Let there be a right-angled triangle.
now,
we know that,
(2n^2+2n+1)=4n^4 + 4n^2 + 1 + 2(4n^3 + 2n+ 2n^2)
=>(2n^2+2n+1)=4n^4 + 4n^2 + 1 + 8n^3 + 4n+ 4n^2
=>(2n^2+2n+1)=(4n^4 + 4n^2 + 8n^3) + (1 + 4n+ 4n^2)
=>(2n^2+2n+1)=(2n^2 + 2n)^2 + (2n+1)^2
This gives solutions
(3,4,5); (5,12,13); (7,24,25); (9,40,41)........................
the above relation is true for all n belonging to natural numbers
this way you can find solution for any pair of sides the 3rd side been given.
put the given side=the one in the equation
find the positive n, solving the quadratic and waala.

Answer 2

Not really. If you think about it, this is the Pythagorean Theorem. You can form a lot (infinite) of right triangles with the same hypotenuse but with different adjacent and opposite side lengths. They would all still fit in the a² + b² = c² formula.

What you are asking is "Can I solve a single equation with two variables." You really need the same number of unique equations as the variables you are trying to solve for.

Answer 3

By 'natural' I assume that you mean positive integers? This is a classic problem. I'd suggest going to a good website and looking it up. I'll see what I can find.

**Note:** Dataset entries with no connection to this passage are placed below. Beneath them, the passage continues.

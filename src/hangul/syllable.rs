//! 완성형 한글 음절 분해/조합

use thiserror::Error;

/// 한글 음절 시작 코드포인트 (가)
const HANGUL_SYLLABLE_BASE: u32 = 0xAC00;
/// 한글 음절 마지막 코드포인트 (힣)
const HANGUL_SYLLABLE_LAST: u32 = 0xD7A3;

/// 초성 자모 (19개)
#[rustfmt::skip]
pub const CHOSEONG: [char; 19] = [
    'ㄱ', 'ㄲ', 'ㄴ', 'ㄷ', 'ㄸ', 'ㄹ', 'ㅁ', 'ㅂ', 'ㅃ', 'ㅅ',
    'ㅆ', 'ㅇ', 'ㅈ', 'ㅉ', 'ㅊ', 'ㅋ', 'ㅌ', 'ㅍ', 'ㅎ',
];

/// 중성 자모 (21개)
#[rustfmt::skip]
pub const JUNGSEONG: [char; 21] = [
    'ㅏ', 'ㅐ', 'ㅑ', 'ㅒ', 'ㅓ', 'ㅔ', 'ㅕ', 'ㅖ', 'ㅗ', 'ㅘ',
    'ㅙ', 'ㅚ', 'ㅛ', 'ㅜ', 'ㅝ', 'ㅞ', 'ㅟ', 'ㅠ', 'ㅡ', 'ㅢ',
    'ㅣ',
];

/// 종성 자모 (28개, 첫 칸은 종성 없음)
#[rustfmt::skip]
pub const JONGSEONG: [Option<char>; 28] = [
    None,      Some('ㄱ'), Some('ㄲ'), Some('ㄳ'), Some('ㄴ'), Some('ㄵ'),
    Some('ㄶ'), Some('ㄷ'), Some('ㄹ'), Some('ㄺ'), Some('ㄻ'), Some('ㄼ'),
    Some('ㄽ'), Some('ㄾ'), Some('ㄿ'), Some('ㅀ'), Some('ㅁ'), Some('ㅂ'),
    Some('ㅄ'), Some('ㅅ'), Some('ㅆ'), Some('ㅇ'), Some('ㅈ'), Some('ㅊ'),
    Some('ㅋ'), Some('ㅌ'), Some('ㅍ'), Some('ㅎ'),
];

/// 음절 분해/조합 에러
#[derive(Debug, Error, Clone, Copy, PartialEq, Eq)]
pub enum HangulError {
    /// 완성형 한글 음절(가-힣)이 아닌 문자
    #[error("한글 음절이 아닙니다: {0:?}")]
    InvalidSyllable(char),
    /// 자모 테이블에 없는 문자
    #[error("유효하지 않은 자모입니다: {0:?}")]
    InvalidJamo(char),
}

/// 문자가 완성형 한글 음절(가-힣)인지 확인
pub fn is_syllable(c: char) -> bool {
    (HANGUL_SYLLABLE_BASE..=HANGUL_SYLLABLE_LAST).contains(&(c as u32))
}

/// 완성형 한글 음절을 (초성, 중성, 종성)으로 분해
///
/// 종성이 없으면 세 번째 값은 `None`.
/// 음절 블록 밖의 문자는 `InvalidSyllable` 에러.
pub fn decompose(c: char) -> Result<(char, char, Option<char>), HangulError> {
    if !is_syllable(c) {
        return Err(HangulError::InvalidSyllable(c));
    }
    let offset = c as u32 - HANGUL_SYLLABLE_BASE;
    let cho = (offset / 588) as usize;
    let jung = ((offset % 588) / 28) as usize;
    let jong = (offset % 28) as usize;
    Ok((CHOSEONG[cho], JUNGSEONG[jung], JONGSEONG[jong]))
}

/// 초성/중성/종성 자모로 완성형 한글 음절 조합
///
/// `decompose`의 정확한 역연산. 테이블에 없는 자모는 `InvalidJamo` 에러.
pub fn compose(cho: char, jung: char, jong: Option<char>) -> Result<char, HangulError> {
    let cho_index = CHOSEONG
        .iter()
        .position(|&j| j == cho)
        .ok_or(HangulError::InvalidJamo(cho))? as u32;
    let jung_index = JUNGSEONG
        .iter()
        .position(|&j| j == jung)
        .ok_or(HangulError::InvalidJamo(jung))? as u32;
    let jong_index = match jong {
        None => 0,
        Some(j) => JONGSEONG
            .iter()
            .position(|&s| s == Some(j))
            .ok_or(HangulError::InvalidJamo(j))? as u32,
    };
    let code = HANGUL_SYLLABLE_BASE + cho_index * 588 + jung_index * 28 + jong_index;
    // 테이블 인덱스를 통과한 조합은 항상 음절 블록 안에 떨어짐
    char::from_u32(code).ok_or(HangulError::InvalidJamo(cho))
}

Found it! They're called 'Pythagorean Triples'. Check it out:

http://en.wikipedia.org/wiki/Pythagorean_triple

http://en.wikipedia.org/wiki/Pythagorean_theorem#Pythagorean_triples

Answer 4

Yes use the method of pythogoras theorm or the ascendin descend both will be applicable here.

Answer 5

yes uses the method of the ascending descent and choose the smallest one.